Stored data
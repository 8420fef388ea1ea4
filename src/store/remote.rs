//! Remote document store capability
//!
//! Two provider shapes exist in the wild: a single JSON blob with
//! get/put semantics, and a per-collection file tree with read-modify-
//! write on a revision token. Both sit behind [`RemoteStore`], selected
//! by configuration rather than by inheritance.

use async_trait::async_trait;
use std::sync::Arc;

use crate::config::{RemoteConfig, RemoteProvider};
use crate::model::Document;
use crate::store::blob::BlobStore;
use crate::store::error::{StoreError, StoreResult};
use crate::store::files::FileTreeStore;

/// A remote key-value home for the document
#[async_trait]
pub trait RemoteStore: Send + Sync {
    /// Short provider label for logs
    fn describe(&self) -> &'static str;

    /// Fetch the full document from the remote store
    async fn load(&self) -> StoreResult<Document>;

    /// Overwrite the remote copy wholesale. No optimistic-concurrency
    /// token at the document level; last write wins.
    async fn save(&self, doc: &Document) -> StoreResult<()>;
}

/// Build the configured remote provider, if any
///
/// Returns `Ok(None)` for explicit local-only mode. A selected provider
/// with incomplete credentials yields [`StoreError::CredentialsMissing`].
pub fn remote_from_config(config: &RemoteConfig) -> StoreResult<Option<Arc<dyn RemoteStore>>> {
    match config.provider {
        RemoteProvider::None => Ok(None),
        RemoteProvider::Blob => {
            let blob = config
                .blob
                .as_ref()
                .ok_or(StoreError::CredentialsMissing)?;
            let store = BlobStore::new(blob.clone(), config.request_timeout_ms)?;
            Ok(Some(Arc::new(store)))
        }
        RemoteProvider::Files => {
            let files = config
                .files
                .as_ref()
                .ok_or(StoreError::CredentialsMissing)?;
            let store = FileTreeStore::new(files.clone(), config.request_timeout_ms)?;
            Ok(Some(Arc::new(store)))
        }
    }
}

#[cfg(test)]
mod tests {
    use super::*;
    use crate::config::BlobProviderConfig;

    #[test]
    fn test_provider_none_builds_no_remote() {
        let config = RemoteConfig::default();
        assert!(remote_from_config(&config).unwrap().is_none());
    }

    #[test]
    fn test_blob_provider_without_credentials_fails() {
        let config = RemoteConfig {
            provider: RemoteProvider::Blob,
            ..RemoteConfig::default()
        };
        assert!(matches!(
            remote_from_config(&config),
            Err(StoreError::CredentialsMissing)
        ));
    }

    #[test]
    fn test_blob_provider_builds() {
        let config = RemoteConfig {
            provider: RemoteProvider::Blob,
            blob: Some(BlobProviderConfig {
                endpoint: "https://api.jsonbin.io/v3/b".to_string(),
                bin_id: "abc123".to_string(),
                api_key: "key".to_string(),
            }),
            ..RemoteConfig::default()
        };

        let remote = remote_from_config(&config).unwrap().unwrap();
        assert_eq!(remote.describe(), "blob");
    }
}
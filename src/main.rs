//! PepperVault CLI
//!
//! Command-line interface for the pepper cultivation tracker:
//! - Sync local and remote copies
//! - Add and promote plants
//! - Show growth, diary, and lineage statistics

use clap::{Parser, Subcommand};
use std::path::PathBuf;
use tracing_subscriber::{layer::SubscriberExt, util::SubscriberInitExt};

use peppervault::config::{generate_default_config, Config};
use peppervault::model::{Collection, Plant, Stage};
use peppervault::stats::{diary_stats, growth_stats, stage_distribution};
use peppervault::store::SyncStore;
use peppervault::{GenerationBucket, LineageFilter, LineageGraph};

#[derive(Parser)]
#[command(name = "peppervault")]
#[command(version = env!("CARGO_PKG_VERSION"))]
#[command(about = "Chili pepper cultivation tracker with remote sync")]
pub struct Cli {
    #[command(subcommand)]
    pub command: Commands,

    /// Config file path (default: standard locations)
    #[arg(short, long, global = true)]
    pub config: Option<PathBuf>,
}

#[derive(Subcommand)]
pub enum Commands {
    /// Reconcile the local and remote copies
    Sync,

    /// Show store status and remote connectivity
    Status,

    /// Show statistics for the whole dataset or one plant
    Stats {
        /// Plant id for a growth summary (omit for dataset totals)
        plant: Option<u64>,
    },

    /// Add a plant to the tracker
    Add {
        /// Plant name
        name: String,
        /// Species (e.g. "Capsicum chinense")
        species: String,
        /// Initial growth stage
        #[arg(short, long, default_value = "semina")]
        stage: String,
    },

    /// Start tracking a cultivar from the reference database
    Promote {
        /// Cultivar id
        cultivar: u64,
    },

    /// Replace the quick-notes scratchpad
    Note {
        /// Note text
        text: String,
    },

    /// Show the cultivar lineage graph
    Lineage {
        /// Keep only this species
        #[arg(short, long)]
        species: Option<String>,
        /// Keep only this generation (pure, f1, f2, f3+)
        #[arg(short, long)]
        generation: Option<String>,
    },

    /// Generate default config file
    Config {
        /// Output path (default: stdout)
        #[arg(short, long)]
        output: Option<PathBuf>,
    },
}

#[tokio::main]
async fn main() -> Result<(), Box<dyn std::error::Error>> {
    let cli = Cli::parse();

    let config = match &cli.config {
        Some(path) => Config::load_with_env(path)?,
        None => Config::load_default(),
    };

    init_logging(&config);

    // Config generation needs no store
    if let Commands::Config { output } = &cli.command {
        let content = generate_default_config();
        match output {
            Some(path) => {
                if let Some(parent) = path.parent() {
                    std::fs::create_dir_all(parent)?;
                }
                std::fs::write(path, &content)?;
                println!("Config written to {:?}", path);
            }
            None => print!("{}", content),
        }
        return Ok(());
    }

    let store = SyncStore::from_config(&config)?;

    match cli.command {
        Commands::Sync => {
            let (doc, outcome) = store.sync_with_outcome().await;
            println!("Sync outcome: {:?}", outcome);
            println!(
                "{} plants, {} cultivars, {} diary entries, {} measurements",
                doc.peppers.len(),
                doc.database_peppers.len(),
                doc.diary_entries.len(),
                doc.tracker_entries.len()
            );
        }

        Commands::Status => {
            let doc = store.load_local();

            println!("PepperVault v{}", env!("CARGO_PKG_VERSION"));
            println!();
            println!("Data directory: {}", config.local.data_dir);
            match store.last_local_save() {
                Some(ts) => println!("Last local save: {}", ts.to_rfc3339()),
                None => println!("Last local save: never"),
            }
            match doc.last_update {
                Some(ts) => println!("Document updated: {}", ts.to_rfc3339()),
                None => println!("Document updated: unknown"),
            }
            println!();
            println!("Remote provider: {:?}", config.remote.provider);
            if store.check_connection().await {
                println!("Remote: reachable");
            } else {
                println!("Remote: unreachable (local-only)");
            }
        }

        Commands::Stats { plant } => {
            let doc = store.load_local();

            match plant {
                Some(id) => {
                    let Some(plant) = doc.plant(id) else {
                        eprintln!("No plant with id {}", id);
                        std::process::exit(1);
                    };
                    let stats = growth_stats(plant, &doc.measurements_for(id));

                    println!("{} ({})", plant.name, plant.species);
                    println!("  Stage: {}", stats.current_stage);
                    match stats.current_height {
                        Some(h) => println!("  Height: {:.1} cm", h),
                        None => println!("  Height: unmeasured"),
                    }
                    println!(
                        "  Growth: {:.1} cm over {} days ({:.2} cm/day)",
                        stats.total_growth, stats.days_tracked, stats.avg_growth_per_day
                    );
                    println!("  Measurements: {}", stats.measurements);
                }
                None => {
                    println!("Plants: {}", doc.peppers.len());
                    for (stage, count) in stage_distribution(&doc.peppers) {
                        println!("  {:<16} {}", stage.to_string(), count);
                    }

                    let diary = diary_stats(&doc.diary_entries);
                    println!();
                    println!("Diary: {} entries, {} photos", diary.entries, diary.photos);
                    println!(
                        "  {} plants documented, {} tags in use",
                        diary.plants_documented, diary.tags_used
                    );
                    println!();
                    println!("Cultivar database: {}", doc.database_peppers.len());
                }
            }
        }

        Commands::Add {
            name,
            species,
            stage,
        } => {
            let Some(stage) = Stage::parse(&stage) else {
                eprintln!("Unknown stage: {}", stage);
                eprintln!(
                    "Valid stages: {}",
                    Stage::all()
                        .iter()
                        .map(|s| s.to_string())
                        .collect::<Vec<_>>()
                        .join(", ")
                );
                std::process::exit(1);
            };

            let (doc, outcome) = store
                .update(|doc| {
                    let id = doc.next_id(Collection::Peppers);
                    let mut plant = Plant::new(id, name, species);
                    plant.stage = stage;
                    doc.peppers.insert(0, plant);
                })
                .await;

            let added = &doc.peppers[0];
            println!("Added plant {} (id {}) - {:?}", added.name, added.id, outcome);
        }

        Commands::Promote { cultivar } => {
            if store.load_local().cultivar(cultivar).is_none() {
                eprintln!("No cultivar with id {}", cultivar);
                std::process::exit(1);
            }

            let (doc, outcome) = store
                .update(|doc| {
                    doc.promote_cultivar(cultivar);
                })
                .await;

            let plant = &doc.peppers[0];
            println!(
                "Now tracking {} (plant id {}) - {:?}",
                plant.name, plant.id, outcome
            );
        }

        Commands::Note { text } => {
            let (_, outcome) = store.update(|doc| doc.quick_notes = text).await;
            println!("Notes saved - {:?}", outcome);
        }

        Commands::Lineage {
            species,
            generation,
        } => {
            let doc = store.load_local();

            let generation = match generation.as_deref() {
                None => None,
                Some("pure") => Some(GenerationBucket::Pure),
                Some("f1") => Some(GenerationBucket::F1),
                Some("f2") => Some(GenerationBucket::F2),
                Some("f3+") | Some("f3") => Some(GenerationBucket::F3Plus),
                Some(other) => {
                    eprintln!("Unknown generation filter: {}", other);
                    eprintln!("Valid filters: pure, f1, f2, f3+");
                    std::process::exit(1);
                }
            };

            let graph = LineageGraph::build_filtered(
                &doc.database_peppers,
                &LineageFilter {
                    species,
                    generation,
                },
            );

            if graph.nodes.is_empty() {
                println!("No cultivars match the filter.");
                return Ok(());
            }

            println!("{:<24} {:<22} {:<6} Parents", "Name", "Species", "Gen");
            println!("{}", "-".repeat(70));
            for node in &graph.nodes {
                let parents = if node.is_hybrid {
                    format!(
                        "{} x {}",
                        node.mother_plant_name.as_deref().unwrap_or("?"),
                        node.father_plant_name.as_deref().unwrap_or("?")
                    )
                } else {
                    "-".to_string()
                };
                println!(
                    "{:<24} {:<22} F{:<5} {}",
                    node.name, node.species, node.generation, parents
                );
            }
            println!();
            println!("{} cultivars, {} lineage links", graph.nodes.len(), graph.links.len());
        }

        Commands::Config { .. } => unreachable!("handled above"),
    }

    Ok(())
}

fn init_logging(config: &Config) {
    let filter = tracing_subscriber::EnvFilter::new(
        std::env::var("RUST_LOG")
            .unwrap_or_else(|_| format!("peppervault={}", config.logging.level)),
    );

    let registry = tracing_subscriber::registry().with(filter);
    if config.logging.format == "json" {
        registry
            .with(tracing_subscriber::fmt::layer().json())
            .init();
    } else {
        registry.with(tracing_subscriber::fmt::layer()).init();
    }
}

● Aim of the task
The entries above hold a line with "only this species" and a later line with "#[tokio::main]". Write out exactly those lines and all lines between, nothing more.

● Output of the exercise
        /// Keep only this species
        #[arg(short, long)]
        species: Option<String>,
        /// Keep only this generation (pure, f1, f2, f3+)
        #[arg(short, long)]
        generation: Option<String>,
    },

    /// Generate default config file
    Config {
        /// Output path (default: stdout)
        #[arg(short, long)]
        output: Option<PathBuf>,
    },
}

#[tokio::main]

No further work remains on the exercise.